Lydia Maria Child
From Philosopedia
Child, Lydia Maria Francis (11 February 1802 - 7 July 1880)
Considered one of the "first women of letters" in the United States, Child became a famous abolitionist, author, novelist and journalist. Americans continue singing her lyrics in the song, "Over the river and through the woods to grandfather's house we go."
The daughter of a Calvinist, she originally was baptized an orthodox Congregationalist, but she supported the Free Religious movement and for a time was a convert to Swedenborgianism. She usually attended Unitarian services, however, and among her friends were William Lloyd Garrison, Maria Weston Chapman, William Ellery Channing, Margaret Fuller, Theodore Parker, and Anne Whitney. She joined the Unitarians in 1820 but was unchurched most of her life.
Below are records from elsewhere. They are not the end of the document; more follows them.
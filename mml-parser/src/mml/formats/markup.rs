//! Markup serializer
//!
//!     Emits the mml wire format. Every marker sits on a line of its own and
//!     content text is written verbatim between its markers, so the serialized
//!     form re-parses into the same tree:
//!
//!         <!-- @c id="root" type="root" -->
//!         <!-- @n id="n1" type="x" -->
//!         hello
//!         <!-- /@n -->
//!         <!-- /@c -->
//!
//!     Marker lines can be indented per depth. Content lines never are; the text
//!     belongs to the node and is not reflowed.

use super::registry::Formatter;
use crate::mml::ast::{Document, Node, NodeBody};
use crate::mml::error::MmlResult;

#[derive(Debug, Clone, PartialEq, Eq)]
pub struct SerializeOptions {
    /// Prefix repeated once per depth level before each marker line
    pub indent: String,
    pub trailing_newline: bool,
}

impl Default for SerializeOptions {
    fn default() -> Self {
        SerializeOptions {
            indent: String::new(),
            trailing_newline: true,
        }
    }
}

pub fn serialize_document(doc: &Document, options: &SerializeOptions) -> String {
    let mut lines = Vec::new();
    emit(doc, doc.root(), 0, options, &mut lines);
    let mut out = lines.join("\n");
    if options.trailing_newline {
        out.push('\n');
    }
    out
}

fn open_marker(node: &Node) -> String {
    format!(
        "<!-- {} id=\"{}\"{} -->",
        node.kind().tag(),
        node.id(),
        node.attributes().to_markup()
    )
}

fn close_marker(node: &Node) -> String {
    format!("<!-- /{} -->", node.kind().tag())
}

fn emit(doc: &Document, node: &Node, depth: usize, options: &SerializeOptions, lines: &mut Vec<String>) {
    let pad = options.indent.repeat(depth);
    lines.push(format!("{pad}{}", open_marker(node)));
    match node.body() {
        NodeBody::Container { children } => {
            for child in children.iter().filter_map(|id| doc.get(id)) {
                emit(doc, child, depth + 1, options, lines);
            }
        }
        NodeBody::Content { text } => {
            let rendered = text.render();
            if !rendered.is_empty() {
                lines.push(rendered);
            }
        }
    }
    lines.push(format!("{pad}{}", close_marker(node)));
}

/// The wire format as a registry formatter
#[derive(Debug, Clone, Default)]
pub struct MarkupFormatter {
    options: SerializeOptions,
}

impl MarkupFormatter {
    pub fn new(options: SerializeOptions) -> Self {
        MarkupFormatter { options }
    }
}

impl Formatter for MarkupFormatter {
    fn name(&self) -> &str {
        "markup"
    }

    fn serialize(&self, doc: &Document) -> MmlResult<String> {
        Ok(serialize_document(doc, &self.options))
    }

    fn description(&self) -> &str {
        "mml markup: markdown with structural comment markers"
    }
}

#[cfg(test)]
mod tests {
    use super::*;

    #[test]
    fn test_serialize_example() {
        let doc = Document::parse(
            r#"<!-- @c id="root" --><!-- @n id="n1" type="x" -->hello<!-- /@n --><!-- /@c -->"#,
        )
        .unwrap();
        let options = SerializeOptions {
            trailing_newline: false,
            ..SerializeOptions::default()
        };
        insta::assert_snapshot!(doc.serialize_with(&options), @r#"
        <!-- @c id="root" -->
        <!-- @n id="n1" type="x" -->
        hello
        <!-- /@n -->
        <!-- /@c -->
        "#);
    }

    #[test]
    fn test_indent_applies_to_markers_only() {
        let doc = Document::parse(concat!(
            r#"<!-- @c id="r" --><!-- @c id="s" -->"#,
            r#"<!-- @n id="a" -->line one"#,
            "\n",
            r#"line two<!-- /@n --><!-- /@c --><!-- /@c -->"#,
        ))
        .unwrap();
        let options = SerializeOptions {
            indent: "  ".to_string(),
            trailing_newline: false,
        };
        assert_eq!(
            doc.serialize_with(&options),
            concat!(
                "<!-- @c id=\"r\" -->\n",
                "  <!-- @c id=\"s\" -->\n",
                "    <!-- @n id=\"a\" -->\n",
                "line one\n",
                "line two\n",
                "    <!-- /@n -->\n",
                "  <!-- /@c -->\n",
                "<!-- /@c -->",
            )
        );
    }

    #[test]
    fn test_empty_content_has_no_text_line() {
        let doc = Document::parse(r#"<!-- @c id="r" --><!-- @n id="a" k="v" --><!-- /@n --><!-- /@c -->"#)
            .unwrap();
        assert_eq!(
            doc.serialize(),
            "<!-- @c id=\"r\" -->\n<!-- @n id=\"a\" k=\"v\" -->\n<!-- /@n -->\n<!-- /@c -->\n"
        );
    }
}
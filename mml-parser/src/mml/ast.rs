//! Document model
//!
//!     A [`Document`] owns every node of one tree, indexed by id, plus a
//!     child to parent index used for path queries and moves. Nodes never point
//!     at each other; structure lives in the containers' child id lists and in
//!     the parent index, both owned by the document.
//!
//!     There are two addressable node kinds (see [`NodeKind`]):
//!
//!         - Container: an ordered list of child ids, no text.
//!         - Content: text which may embed fragments, no children.
//!
//!     Fragments are not nodes. They are segments of a content node's text,
//!     addressed by (content id, identifier, occurrence index). See
//!     [content](content).

pub mod attributes;
pub mod content;
pub mod document;
pub mod ids;
pub mod node;
pub mod snapshot;

pub use attributes::Attributes;
pub use content::{ContentText, Fragment, Segment};
pub use document::{Document, ParseOptions, ROOT_ID};
pub use ids::IdGenerator;
pub use node::{Node, NodeBody, NodeKind};
pub use snapshot::{snapshot_document, NodeSnapshot};
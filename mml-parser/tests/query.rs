//! Query engine scenarios

use mml_parser::mml::testing::assert_doc;
use mml_parser::{Document, Dom, NodeKind, Selection};

#[test]
fn test_bulk_set_attributes_scenario() {
    let mut dom = Dom::new();
    dom.set_document(
        r#"<!-- @c id="root" --><!-- @n id="n1" type="x" -->hello<!-- /@n --><!-- /@c -->"#,
    )
    .unwrap();

    dom.query_mut()
        .unwrap()
        .where_attrs([("type", "x")])
        .bulk_set_attributes([("status", "done")])
        .unwrap();

    let text = dom.get_document().unwrap();
    let doc = Document::parse(&text).unwrap();
    assert_doc(&doc).node("n1", |n| {
        n.attr_keys(&["type", "status"])
            .attr("type", "x")
            .attr("status", "done")
            .text("hello")
    });
}

#[test]
fn test_bulk_delete_counts_only_the_matched_container() {
    let mut dom = Dom::new();
    dom.set_document(concat!(
        r#"<!-- @c id="root" -->"#,
        r#"<!-- @c id="box" kind="box" -->"#,
        r#"<!-- @n id="c1" -->one<!-- /@n -->"#,
        r#"<!-- @n id="c2" -->two<!-- /@n -->"#,
        r#"<!-- /@c -->"#,
        r#"<!-- /@c -->"#,
    ))
    .unwrap();

    let removed = dom
        .query_mut()
        .unwrap()
        .where_attrs([("kind", "box")])
        .bulk_delete()
        .unwrap();
    assert_eq!(removed, 1);

    let doc = dom.document().unwrap();
    assert!(!doc.exists("c1"));
    assert!(!doc.exists("c2"));
    assert!(!doc.exists("box"));
}

#[test]
fn test_chained_filters_do_not_touch_earlier_queries() {
    let mut dom = Dom::new();
    dom.set_document(concat!(
        r#"<!-- @n id="a" type="x" -->a<!-- /@n -->"#,
        r#"<!-- @n id="b" type="x" -->b<!-- /@n -->"#,
        r#"<!-- @n id="c" type="y" -->c<!-- /@n -->"#,
    ))
    .unwrap();

    let base = dom.query().unwrap().where_type(NodeKind::Content);
    let xs = base.clone().where_attrs([("type", "x")]);
    let not_a = xs.clone().where_not(["a"]);

    assert_eq!(base.get_ids(), vec!["a", "b", "c"]);
    assert_eq!(xs.get_ids(), vec!["a", "b"]);
    assert_eq!(not_a.clone().where_attrs([("type", "x")]).get_ids(), vec!["b"]);
    assert_eq!(not_a.where_in("type", ["x", "y"]).get_ids(), vec!["b"]);
}

#[test]
fn test_bulk_operations_chain_on_one_match_set() {
    let mut dom = Dom::new();
    dom.set_document(concat!(
        r#"<!-- @c id="root" -->"#,
        r#"<!-- @c id="inbox" --><!-- /@c -->"#,
        r#"<!-- @c id="todo" -->"#,
        r#"<!-- @n id="t1" due="3" -->write<!-- /@n -->"#,
        r#"<!-- @n id="t2" due="1" -->read<!-- /@n -->"#,
        r#"<!-- /@c -->"#,
        r#"<!-- /@c -->"#,
    ))
    .unwrap();

    let mut query = dom.query_mut().unwrap().where_container("todo", false);
    query
        .bulk_set_content(|old, attrs| format!("[{}] {old}", attrs.get("due").unwrap_or("?")))
        .unwrap()
        .bulk_move("inbox")
        .unwrap()
        .sort_parents_children("due", false)
        .unwrap();
    assert_eq!(query.skipped(), 0);

    let doc = dom.document().unwrap();
    assert_doc(doc)
        .node("inbox", |c| c.child_ids(&["t2", "t1"]))
        .node("todo", |c| c.child_count(0))
        .node("t1", |n| n.text("[3] write"));
}

#[test]
fn test_fragment_filter_and_lambda() {
    let mut dom = Dom::new();
    dom.set_document(concat!(
        r#"<!-- @n id="a" -->x <!-- %genre -->noir<!-- /%genre --><!-- /@n -->"#,
        r#"<!-- @n id="b" -->plain<!-- /@n -->"#,
    ))
    .unwrap();

    let query = dom.query().unwrap();
    assert_eq!(query.clone().where_has_fragment("genre").get_ids(), vec!["a"]);
    assert_eq!(
        query
            .where_lambda(|id, _| id.len() == 1)
            .get_ids(),
        vec!["a", "b"]
    );
}
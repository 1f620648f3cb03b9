//! Ordered attribute bags

use crate::mml::error::{MmlError, MmlResult};
use indexmap::IndexMap;
use once_cell::sync::Lazy;
use regex::Regex;
use serde::{Deserialize, Serialize};

static KEY_RE: Lazy<Regex> =
    Lazy::new(|| Regex::new(r"^[A-Za-z_][A-Za-z0-9_\-]*$").expect("key regex is valid"));

/// String to string attributes in insertion order.
///
/// Values are always strings at this layer; typed interpretation belongs to
/// the caller. Updating an existing key keeps its position, removing a key
/// keeps the order of the rest.
#[derive(Debug, Clone, Default, Serialize, Deserialize)]
#[serde(transparent)]
pub struct Attributes(IndexMap<String, String>);

impl Attributes {
    pub fn new() -> Self {
        Attributes(IndexMap::new())
    }

    pub fn get(&self, key: &str) -> Option<&str> {
        self.0.get(key).map(String::as_str)
    }

    pub fn contains_key(&self, key: &str) -> bool {
        self.0.contains_key(key)
    }

    /// Insert or overwrite a value, returning the previous one
    pub fn insert(&mut self, key: impl Into<String>, value: impl Into<String>) -> Option<String> {
        self.0.insert(key.into(), value.into())
    }

    pub fn remove(&mut self, key: &str) -> Option<String> {
        self.0.shift_remove(key)
    }

    pub fn len(&self) -> usize {
        self.0.len()
    }

    pub fn is_empty(&self) -> bool {
        self.0.is_empty()
    }

    pub fn keys(&self) -> impl Iterator<Item = &str> {
        self.0.keys().map(String::as_str)
    }

    pub fn iter(&self) -> impl Iterator<Item = (&str, &str)> {
        self.0.iter().map(|(k, v)| (k.as_str(), v.as_str()))
    }

    /// Copy every pair of `other` into self, in `other`'s order
    pub fn extend_from(&mut self, other: &Attributes) {
        for (key, value) in other.iter() {
            self.insert(key, value);
        }
    }

    /// Render as ` key="value"` pairs, ready to sit after a marker id
    pub fn to_markup(&self) -> String {
        self.iter()
            .map(|(k, v)| format!(" {k}=\"{v}\""))
            .collect()
    }

    /// Check a pair before it enters a document.
    ///
    /// Keys must be identifiers and may not be `id`. Values may not hold a
    /// double quote, a line break or the comment terminator: there is no
    /// escaping scheme. Only API writes are checked; values read from markup
    /// are kept as the lexer found them.
    pub fn validate_pair(key: &str, value: &str) -> MmlResult<()> {
        if !KEY_RE.is_match(key) {
            return Err(MmlError::invalid(format!("invalid attribute key {key:?}")));
        }
        if key == "id" {
            return Err(MmlError::invalid("the id attribute is reserved"));
        }
        if value.contains('"') || value.contains("-->") || value.contains('\n') {
            return Err(MmlError::invalid(format!(
                "unsupported attribute value for {key}: {value:?}"
            )));
        }
        Ok(())
    }

    /// Validate every pair
    pub fn validate(&self) -> MmlResult<()> {
        self.iter()
            .try_for_each(|(key, value)| Self::validate_pair(key, value))
    }
}

impl PartialEq for Attributes {
    fn eq(&self, other: &Self) -> bool {
        self.0.len() == other.0.len() && self.0.iter().eq(other.0.iter())
    }
}

impl Eq for Attributes {}

impl<K: Into<String>, V: Into<String>> FromIterator<(K, V)> for Attributes {
    fn from_iter<T: IntoIterator<Item = (K, V)>>(iter: T) -> Self {
        let mut attributes = Attributes::new();
        for (key, value) in iter {
            attributes.insert(key, value);
        }
        attributes
    }
}

impl<'a> IntoIterator for &'a Attributes {
    type Item = (&'a String, &'a String);
    type IntoIter = indexmap::map::Iter<'a, String, String>;

    fn into_iter(self) -> Self::IntoIter {
        self.0.iter()
    }
}
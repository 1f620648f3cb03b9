//! Treeviz formatter
//!
//! One line per node, nesting drawn with box connectors, which makes a tree
//! quick to scan:
//!
//!     ⧉ root {type=root}
//!     ├─ ▤ c_0a1b2c3d {type=chapter}
//!     │ └─ ¶ n_4e5f6a7b "Once upon a time…" %genre×2
//!     └─ ¶ n_8c9d0e1f "The end"
//!
//! Icons
//!     Root: ⧉
//!     Container: ▤
//!     Content: ¶
//!
//! Content labels are the node text on one line, truncated to the configured
//! width. Fragments are summarized per identifier with their occurrence count.

use super::registry::Formatter;
use crate::mml::ast::{snapshot_document, Document, NodeKind, NodeSnapshot};
use crate::mml::error::MmlResult;

#[derive(Debug, Clone, PartialEq, Eq)]
pub struct TreevizOptions {
    /// Maximum characters of content text shown per line
    pub label_width: usize,
    pub show_attributes: bool,
}

impl Default for TreevizOptions {
    fn default() -> Self {
        TreevizOptions {
            label_width: 30,
            show_attributes: true,
        }
    }
}

fn truncate(s: &str, max_chars: usize) -> String {
    if s.chars().count() > max_chars {
        let mut truncated = s.chars().take(max_chars).collect::<String>();
        truncated.push('…');
        truncated
    } else {
        s.to_string()
    }
}

fn icon(kind: NodeKind) -> &'static str {
    match kind {
        NodeKind::Container => "▤",
        NodeKind::Content => "¶",
    }
}

fn label(snapshot: &NodeSnapshot, options: &TreevizOptions) -> String {
    let mut label = snapshot.id.clone();
    if options.show_attributes && !snapshot.attributes.is_empty() {
        let pairs: Vec<String> = snapshot
            .attributes
            .iter()
            .map(|(k, v)| format!("{k}={v}"))
            .collect();
        label.push_str(&format!(" {{{}}}", pairs.join(", ")));
    }
    if let Some(content) = &snapshot.content {
        let flat = content.split_whitespace().collect::<Vec<_>>().join(" ");
        label.push_str(&format!(" \"{}\"", truncate(&flat, options.label_width)));
    }
    for (identifier, occurrences) in &snapshot.fragments {
        label.push_str(&format!(" %{identifier}×{}", occurrences.len()));
    }
    label
}

fn format_snapshot(
    snapshot: &NodeSnapshot,
    prefix: &str,
    is_last: bool,
    options: &TreevizOptions,
    output: &mut String,
) {
    let connector = if is_last { "└─" } else { "├─" };
    output.push_str(&format!(
        "{prefix}{connector} {} {}\n",
        icon(snapshot.kind),
        label(snapshot, options)
    ));

    let child_prefix = format!("{prefix}{}", if is_last { "  " } else { "│ " });
    let count = snapshot.children.len();
    for (i, child) in snapshot.children.iter().enumerate() {
        format_snapshot(child, &child_prefix, i + 1 == count, options, output);
    }
}

pub fn to_treeviz_str(doc: &Document, options: &TreevizOptions) -> String {
    let snapshot = snapshot_document(doc);
    let mut output = format!("⧉ {}\n", label(&snapshot, options));
    let count = snapshot.children.len();
    for (i, child) in snapshot.children.iter().enumerate() {
        format_snapshot(child, "", i + 1 == count, options, &mut output);
    }
    output
}

/// Formatter implementation for treeviz format
#[derive(Debug, Clone, Default)]
pub struct TreevizFormatter {
    options: TreevizOptions,
}

impl TreevizFormatter {
    pub fn new(options: TreevizOptions) -> Self {
        TreevizFormatter { options }
    }
}

impl Formatter for TreevizFormatter {
    fn name(&self) -> &str {
        "treeviz"
    }

    fn serialize(&self, doc: &Document) -> MmlResult<String> {
        Ok(to_treeviz_str(doc, &self.options))
    }

    fn description(&self) -> &str {
        "Visual tree representation with connectors and icons"
    }
}
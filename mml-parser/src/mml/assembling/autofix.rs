//! Autofix stage
//!
//!     Receives the IR from the structural pass and builds the document. The
//!     repairs run in this order, each over the whole tree:
//!
//!         1. Content nodes with blank text and no attributes are dropped.
//!         2. Loose text runs that are not blank are wrapped into fresh,
//!            attribute-less content nodes (blank runs are dropped).
//!         3. A top level holding exactly one container makes it the root; any
//!            content nodes beside it move inside, leading ones before its
//!            children and trailing ones after. With no container or several,
//!            a root container is synthesized and the top level nodes become
//!            its children, in order. It takes the id `root` when that id is
//!            free and carries `type="root"`.
//!         4. Every node is inserted into the document: content text is trimmed
//!            and segmented into fragments, missing and duplicate ids are
//!            replaced by generated ones.
//!
//!     Each repair is logged at debug level under the `mml.autofix` target.

use crate::mml::ast::{Attributes, ContentText, Document, IdGenerator, Node, NodeKind, ROOT_ID};
use crate::mml::error::MmlResult;
use crate::mml::parsing::ParseNode;
use crate::mml::transforms::Runnable;
use std::collections::HashSet;

/// Repair the IR and assemble a [`Document`]
#[derive(Debug, Clone, Default)]
pub struct Autofix {
    seed: Option<u64>,
}

impl Autofix {
    pub fn new() -> Self {
        Self::default()
    }

    /// Use a deterministic id generator
    pub fn seeded(seed: u64) -> Self {
        Autofix { seed: Some(seed) }
    }

    pub fn with_seed(seed: Option<u64>) -> Self {
        Autofix { seed }
    }

    pub fn apply(&self, nodes: Vec<ParseNode>) -> Document {
        let nodes = drop_blank_content(nodes);
        let nodes = wrap_loose_text(nodes);
        let (root_id, root_attributes, children) = ensure_root(nodes);

        let mut ids = match self.seed {
            Some(seed) => IdGenerator::seeded(seed),
            None => IdGenerator::new(),
        };
        let mut explicit: Vec<&str> = root_id.as_deref().into_iter().collect();
        for child in &children {
            child.collect_ids(&mut explicit);
        }
        for id in explicit {
            ids.reserve(id);
        }

        let mut assembler = Assembler::default();
        let root_id = assembler.assign(&mut ids, root_id, NodeKind::Container);
        let mut doc = Document::from_root(Node::container(root_id.clone(), root_attributes), ids);
        for child in children {
            assembler.insert(&mut doc, child, &root_id);
        }

        log::debug!(target: "mml.autofix", "assembled document with {} node(s)", doc.node_count());
        doc
    }
}

impl Runnable<Vec<ParseNode>, Document> for Autofix {
    fn run(&self, nodes: Vec<ParseNode>) -> MmlResult<Document> {
        Ok(self.apply(nodes))
    }
}

fn is_blank_content(node: &ParseNode) -> bool {
    matches!(
        node,
        ParseNode::Content { attributes, text, .. } if attributes.is_empty() && text.trim().is_empty()
    )
}

fn drop_blank_content(nodes: Vec<ParseNode>) -> Vec<ParseNode> {
    nodes
        .into_iter()
        .filter_map(|node| {
            if is_blank_content(&node) {
                log::debug!(
                    target: "mml.autofix",
                    "dropping empty content node {}",
                    node.id().unwrap_or("<unnamed>")
                );
                return None;
            }
            Some(match node {
                ParseNode::Container {
                    id,
                    attributes,
                    children,
                } => ParseNode::Container {
                    id,
                    attributes,
                    children: drop_blank_content(children),
                },
                other => other,
            })
        })
        .collect()
}

fn wrap_loose_text(nodes: Vec<ParseNode>) -> Vec<ParseNode> {
    nodes
        .into_iter()
        .filter_map(|node| match node {
            ParseNode::Loose(text) if text.trim().is_empty() => None,
            ParseNode::Loose(text) => {
                log::debug!(target: "mml.autofix", "wrapping loose text {:?}", snippet(&text));
                Some(ParseNode::Content {
                    id: None,
                    attributes: Attributes::new(),
                    text,
                })
            }
            ParseNode::Container {
                id,
                attributes,
                children,
            } => Some(ParseNode::Container {
                id,
                attributes,
                children: wrap_loose_text(children),
            }),
            content => Some(content),
        })
        .collect()
}

/// Id, attributes and children of the root container.
///
/// A lone top level container is the root; content beside it (typically
/// wrapped loose text typed above or below the markers) moves inside it,
/// leading nodes first and trailing nodes last.
fn ensure_root(mut nodes: Vec<ParseNode>) -> (Option<String>, Attributes, Vec<ParseNode>) {
    if nodes.iter().filter(|node| node.is_container()).count() == 1 {
        let mut leading = Vec::new();
        let mut trailing = Vec::new();
        let mut root: Option<(Option<String>, Attributes, Vec<ParseNode>)> = None;
        for node in std::mem::take(&mut nodes) {
            match node {
                ParseNode::Container {
                    id,
                    attributes,
                    children,
                } => root = Some((id, attributes, children)),
                other if root.is_none() => leading.push(other),
                other => trailing.push(other),
            }
        }
        if let Some((id, attributes, children)) = root {
            if !leading.is_empty() || !trailing.is_empty() {
                log::debug!(
                    target: "mml.autofix",
                    "moving {} leading and {} trailing node(s) into root {}",
                    leading.len(),
                    trailing.len(),
                    id.as_deref().unwrap_or("<unnamed>")
                );
            }
            leading.extend(children);
            leading.extend(trailing);
            return (id, attributes, leading);
        }
        nodes = leading;
    }

    let mut taken = Vec::new();
    for node in &nodes {
        node.collect_ids(&mut taken);
    }
    let id = if taken.contains(&ROOT_ID) {
        None
    } else {
        Some(ROOT_ID.to_string())
    };
    log::debug!(
        target: "mml.autofix",
        "synthesizing root container over {} top level node(s)",
        nodes.len()
    );
    (id, Attributes::from_iter([("type", "root")]), nodes)
}

fn snippet(text: &str) -> String {
    let trimmed = text.trim();
    if trimmed.chars().count() > 40 {
        format!("{}...", trimmed.chars().take(40).collect::<String>())
    } else {
        trimmed.to_string()
    }
}

#[derive(Default)]
struct Assembler {
    placed: HashSet<String>,
}

impl Assembler {
    /// The id a node ends up with: its own unless missing or already used
    fn assign(&mut self, ids: &mut IdGenerator, id: Option<String>, kind: NodeKind) -> String {
        match id {
            Some(id) if self.placed.insert(id.clone()) => id,
            Some(duplicate) => {
                let fresh = ids.generate(kind);
                self.placed.insert(fresh.clone());
                log::debug!(target: "mml.autofix", "duplicate id {duplicate} renamed to {fresh}");
                fresh
            }
            None => {
                let fresh = ids.generate(kind);
                self.placed.insert(fresh.clone());
                fresh
            }
        }
    }

    fn insert(&mut self, doc: &mut Document, node: ParseNode, parent: &str) {
        match node {
            ParseNode::Container {
                id,
                attributes,
                children,
            } => {
                let id = self.assign(doc.ids_mut(), id, NodeKind::Container);
                doc.insert_child(Node::container(id.clone(), attributes), parent);
                for child in children {
                    self.insert(doc, child, &id);
                }
            }
            ParseNode::Content {
                id,
                attributes,
                text,
            } => {
                let id = self.assign(doc.ids_mut(), id, NodeKind::Content);
                let text = ContentText::parse(text.trim());
                doc.insert_child(Node::content(id, attributes, text), parent);
            }
            ParseNode::Loose(_) => {}
        }
    }
}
She ran a school, started the first journal for children, wrote several novels, then supported herself (and her husband) by writing such popular how-to books as The Frugal Housewife, The Mother's Book and The Little Girl's Own Book. Her history, The First Settlers of New England, blamed Calvinist-based racism for the treatment of Native Americans.
An Appeal in Favor of That Class of Americans Called Africans recruited many to the anti-slavery movement but made Child a pariah in Boston society. However, it influenced William Ellery Channing's Slavery (1835). Her 2-volume The History of the Condition of Women, in Various Ages and Nations was published in 1835.
She continued abolition work, supporting herself through popular writings and newspaper columns. The Progress of Religious Ideas (1855) rejected theology, dogma, doctrines, and talked of "Providence" as the inward voice of conscience. She later defined religion as simply working for the welfare of the human race.
“It is right noble to fight with wickedness and wrong,” she wrote in Over the River and Through the Woods (1842); “the mistake is in supposing that spiritual evil can be overcome by physical means.” She also wrote,
- It is impossible to exaggerate the evil work theology has done in the world.
In a biography, Carolyn L. Karcher notes that as early as the 1830s Child was vindicating the rights of women, Indians and, particularly, African-American slaves. She was a “household name” during her lifetime, but her works and influence have been all but “erased from history.” Karcher found Child’s writings had an anti-Catholic, anti-French, and anti-Irish bias.
She died from heart disease, and her funeral was presided over by the well-known orator Wendell Phillips, John Greenleaf Whittier recited a memorial poem in her honor, and The Truth Seeker memorialized her.